■ TASK DETAILS: Your answer should reproduce every line of the material in which the word "impl" occurs.

■ DATA IN THIS EXERCISE:
"""
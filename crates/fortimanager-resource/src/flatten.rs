//! Remote object to local state conversion.

use std::collections::BTreeSet;

use fortimanager_core::{Error, RemoteObject, Result, WireValue};
use tracing::warn;

use crate::data::{LocalValue, Record, ResourceData};
use crate::patch::{fortiapi_patch, patch_path};
use crate::schema::{FieldDescriptor, FieldKind, ResourceDescriptor};

/// Refresh local state from a remote object.
///
/// Sensitive fields are left untouched. A top-level nested list is only refreshed
/// when it is set locally or when `import_tables` is enabled. Scalars absent from
/// the remote object are removed from local state.
///
/// # Errors
///
/// Returns [`Error::FieldReadError`] when a remote value has the wrong shape and the
/// compatibility patch cannot recover it.
pub fn flatten_object(
    descriptor: &ResourceDescriptor,
    object: &RemoteObject,
    data: &mut ResourceData,
    import_tables: bool,
) -> Result<()> {
    for field in descriptor.fields {
        if field.sensitive {
            continue;
        }
        if matches!(field.kind, FieldKind::List(_))
            && !import_tables
            && data.get_ok(field.local).is_none()
        {
            continue;
        }

        let value = object.get(field.wire);
        let prior = data.get(field.local);
        match flatten_field(descriptor.api_name, field, value, prior, field.local)? {
            Some(value) => data.set(field.local, value),
            None => {
                data.unset(field.local);
            }
        }
    }

    Ok(())
}

/// List of remote strings as a set; `None` if any entry is not a string.
#[must_use]
pub fn flatten_string_list(items: &[WireValue]) -> Option<BTreeSet<String>> {
    items
        .iter()
        .map(|item| item.as_str().map(str::to_string))
        .collect()
}

/// Flatten one remote value into its local form.
///
/// An absent nested list becomes an empty list; any other absent value yields
/// `None`. `prior` is the current local value; inside nested records a sensitive
/// field keeps its local value when one is set.
///
/// # Errors
///
/// Returns [`Error::FieldReadError`] naming `path` when the value cannot be
/// flattened even after patching.
pub fn flatten_field(
    resource: &str,
    field: &FieldDescriptor,
    value: Option<&WireValue>,
    prior: Option<&LocalValue>,
    path: &str,
) -> Result<Option<LocalValue>> {
    let Some(value) = value else {
        return Ok(match field.kind {
            FieldKind::List(_) => Some(LocalValue::List(Vec::new())),
            _ => None,
        });
    };

    match strict(resource, field, value, prior, path) {
        Ok(local) => Ok(Some(local)),
        Err(Mismatch::Field(err)) => Err(err),
        Err(Mismatch::Shape(message)) => match fortiapi_patch(value, &field.kind) {
            Some(local) => {
                warn!(
                    path = %patch_path(resource, path),
                    found = value.kind_name(),
                    expected = field.kind.name(),
                    "Patched remote value with unexpected shape"
                );
                Ok(Some(local))
            }
            None => Err(Error::FieldReadError {
                resource: resource.to_string(),
                field: path.to_string(),
                message,
            }),
        },
    }
}

enum Mismatch {
    Shape(String),
    Field(Error),
}

fn shape(field: &FieldDescriptor, value: &WireValue) -> Mismatch {
    Mismatch::Shape(format!(
        "expected {}, found {}",
        field.kind.name(),
        value.kind_name()
    ))
}

fn strict(
    resource: &str,
    field: &FieldDescriptor,
    value: &WireValue,
    prior: Option<&LocalValue>,
    path: &str,
) -> std::result::Result<LocalValue, Mismatch> {
    match (&field.kind, value) {
        (FieldKind::String, WireValue::Str(s)) => Ok(LocalValue::Str(s.clone())),
        (FieldKind::Int, WireValue::Int(v)) => Ok(LocalValue::Int(*v)),
        (FieldKind::StringSet, WireValue::List(items)) => flatten_string_list(items)
            .map(LocalValue::Set)
            .ok_or_else(|| shape(field, value)),
        (FieldKind::List(children), WireValue::List(items)) => {
            let prior_rows = prior.and_then(LocalValue::as_list).unwrap_or_default();
            let mut rows = Vec::with_capacity(items.len());
            for (i, item) in items.iter().enumerate() {
                let WireValue::Map(entry) = item else {
                    return Err(shape(field, value));
                };
                let prefix = format!("{path}.{i}");
                let row = flatten_record(resource, children, entry, prior_rows.get(i), &prefix)
                    .map_err(Mismatch::Field)?;
                rows.push(row);
            }
            Ok(LocalValue::List(rows))
        }
        _ => Err(shape(field, value)),
    }
}

fn flatten_record(
    resource: &str,
    fields: &[FieldDescriptor],
    entry: &RemoteObject,
    prior: Option<&Record>,
    prefix: &str,
) -> Result<Record> {
    let mut record = Record::new();

    for field in fields {
        let prior_value = prior.and_then(|row| row.get(field.local));
        if field.sensitive {
            if let Some(local) = prior_value.filter(|v| !v.is_zero()) {
                record.insert(field.local.to_string(), local.clone());
                continue;
            }
        }
        let Some(value) = entry.get(field.wire) else {
            continue;
        };
        let path = format!("{prefix}.{}", field.local);
        if let Some(local) = flatten_field(resource, field, Some(value), prior_value, &path)? {
            record.insert(field.local.to_string(), local);
        }
    }

    Ok(record)
}
//! Tagged wire values exchanged with the remote API.
//!
//! The remote side speaks JSON with hyphenated keys. [`WireValue`] is the closed set
//! of shapes the resource layer sends and accepts, so conversions in both directions
//! are checked at the type level instead of by runtime assertion.

use serde::{de, Deserialize, Deserializer, Serialize};
use std::collections::BTreeMap;

use crate::error::{Error, Result};

/// Untyped key/value object as sent to or returned by the client.
///
/// Keys are wire-format (hyphenated) field names.
pub type RemoteObject = BTreeMap<String, WireValue>;

/// A single wire-format value.
#[derive(Debug, Clone, PartialEq, Eq, Serialize)]
#[serde(untagged)]
pub enum WireValue {
    /// Boolean
    Bool(bool),
    /// Integer
    Int(i64),
    /// String
    Str(String),
    /// Ordered list
    List(Vec<WireValue>),
    /// Nested object
    Map(RemoteObject),
}

impl WireValue {
    /// Short name of the value's shape, used in error messages.
    #[must_use]
    pub const fn kind_name(&self) -> &'static str {
        match self {
            Self::Bool(_) => "bool",
            Self::Int(_) => "int",
            Self::Str(_) => "string",
            Self::List(_) => "list",
            Self::Map(_) => "map",
        }
    }

    /// Returns the string payload, if this is a string.
    #[must_use]
    pub fn as_str(&self) -> Option<&str> {
        match self {
            Self::Str(s) => Some(s),
            _ => None,
        }
    }

    /// Returns the integer payload, if this is an integer.
    #[must_use]
    pub const fn as_int(&self) -> Option<i64> {
        match self {
            Self::Int(v) => Some(*v),
            _ => None,
        }
    }

    /// Returns the list payload, if this is a list.
    #[must_use]
    pub fn as_list(&self) -> Option<&[WireValue]> {
        match self {
            Self::List(items) => Some(items),
            _ => None,
        }
    }

    /// Returns the object payload, if this is a map.
    #[must_use]
    pub const fn as_map(&self) -> Option<&RemoteObject> {
        match self {
            Self::Map(map) => Some(map),
            _ => None,
        }
    }

    /// Converts a JSON object into a remote object.
    ///
    /// `null` yields `None`, which the read path treats as "object absent".
    ///
    /// # Errors
    ///
    /// Returns [`Error::InvalidWireValue`] if the value is neither `null` nor an
    /// object, or contains a value that cannot be represented.
    pub fn object_from_json(value: serde_json::Value) -> Result<Option<RemoteObject>> {
        match value {
            serde_json::Value::Null => Ok(None),
            serde_json::Value::Object(_) => match Self::try_from(value)? {
                Self::Map(map) => Ok(Some(map)),
                other => Err(Error::InvalidWireValue(format!(
                    "expected object, found {}",
                    other.kind_name()
                ))),
            },
            other => Err(Error::InvalidWireValue(format!(
                "expected object, found {other}"
            ))),
        }
    }
}

impl From<&str> for WireValue {
    fn from(value: &str) -> Self {
        Self::Str(value.to_string())
    }
}

impl From<String> for WireValue {
    fn from(value: String) -> Self {
        Self::Str(value)
    }
}

impl From<i64> for WireValue {
    fn from(value: i64) -> Self {
        Self::Int(value)
    }
}

impl From<bool> for WireValue {
    fn from(value: bool) -> Self {
        Self::Bool(value)
    }
}

impl From<Vec<WireValue>> for WireValue {
    fn from(value: Vec<WireValue>) -> Self {
        Self::List(value)
    }
}

impl From<RemoteObject> for WireValue {
    fn from(value: RemoteObject) -> Self {
        Self::Map(value)
    }
}

impl TryFrom<serde_json::Value> for WireValue {
    type Error = Error;

    fn try_from(value: serde_json::Value) -> Result<Self> {
        match value {
            serde_json::Value::Null => Err(Error::InvalidWireValue(
                "null is only allowed as an object member".to_string(),
            )),
            serde_json::Value::Bool(b) => Ok(Self::Bool(b)),
            serde_json::Value::Number(n) => number_to_wire(&n),
            serde_json::Value::String(s) => Ok(Self::Str(s)),
            serde_json::Value::Array(items) => items
                .into_iter()
                .map(Self::try_from)
                .collect::<Result<Vec<_>>>()
                .map(Self::List),
            serde_json::Value::Object(map) => {
                let mut object = RemoteObject::new();
                for (key, member) in map {
                    // Null members mean "unset" on the remote side.
                    if member.is_null() {
                        continue;
                    }
                    object.insert(key, Self::try_from(member)?);
                }
                Ok(Self::Map(object))
            }
        }
    }
}

#[allow(clippy::cast_possible_truncation, clippy::cast_precision_loss)]
fn number_to_wire(n: &serde_json::Number) -> Result<WireValue> {
    if let Some(v) = n.as_i64() {
        return Ok(WireValue::Int(v));
    }
    match n.as_f64() {
        Some(f) if f.fract() == 0.0 && f >= i64::MIN as f64 && f <= i64::MAX as f64 => {
            Ok(WireValue::Int(f as i64))
        }
        _ => Err(Error::InvalidWireValue(format!(
            "non-integral number {n}"
        ))),
    }
}

impl From<WireValue> for serde_json::Value {
    fn from(value: WireValue) -> Self {
        match value {
            WireValue::Bool(b) => Self::Bool(b),
            WireValue::Int(v) => Self::from(v),
            WireValue::Str(s) => Self::String(s),
            WireValue::List(items) => Self::Array(items.into_iter().map(Self::from).collect()),
            WireValue::Map(map) => Self::Object(
                map.into_iter()
                    .map(|(key, member)| (key, Self::from(member)))
                    .collect(),
            ),
        }
    }
}

impl<'de> Deserialize<'de> for WireValue {
    fn deserialize<D>(deserializer: D) -> std::result::Result<Self, D::Error>
    where
        D: Deserializer<'de>,
    {
        let value = serde_json::Value::deserialize(deserializer)?;
        Self::try_from(value).map_err(de::Error::custom)
    }
}
//! # fortimanager-core
//!
//! Core types and utilities for managing FortiGate configuration objects through
//! FortiManager.
//!
//! This crate provides the pieces every resource crate shares: the error taxonomy,
//! provider configuration, the tagged wire value exchanged with the remote API, the
//! scoping parameter maps, and the [`client::FortiClient`] collaborator trait.
//!
//! ## Modules
//!
//! - [`error`] - Error types, machine codes and diagnostics
//! - [`config`] - Provider configuration and ambient scope defaults
//! - [`value`] - Tagged wire values and remote objects
//! - [`scope`] - Scoping and workspace parameter maps
//! - [`client`] - The external client seam
//! - [`types`] - Small shared enums

#![deny(missing_docs)]
#![deny(clippy::all)]
#![warn(clippy::pedantic)]
#![allow(clippy::module_name_repetitions)]

pub mod client;
pub mod config;
pub mod error;
pub mod scope;
pub mod types;
pub mod value;

// Re-export commonly used types
pub use client::FortiClient;
#[cfg(any(test, feature = "mock"))]
pub use client::MockFortiClient;
pub use config::ProviderConfig;
pub use error::{Error, Result};
pub use scope::{ScopeParams, WsParams};
pub use types::Operation;
pub use value::{RemoteObject, WireValue};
"""
■ SOLUTION TO THIS EXERCISE:
impl WireValue {
impl From<&str> for WireValue {
impl From<String> for WireValue {
impl From<i64> for WireValue {
impl From<bool> for WireValue {
impl From<Vec<WireValue>> for WireValue {
impl From<RemoteObject> for WireValue {
impl TryFrom<serde_json::Value> for WireValue {
impl From<WireValue> for serde_json::Value {
impl<'de> Deserialize<'de> for WireValue {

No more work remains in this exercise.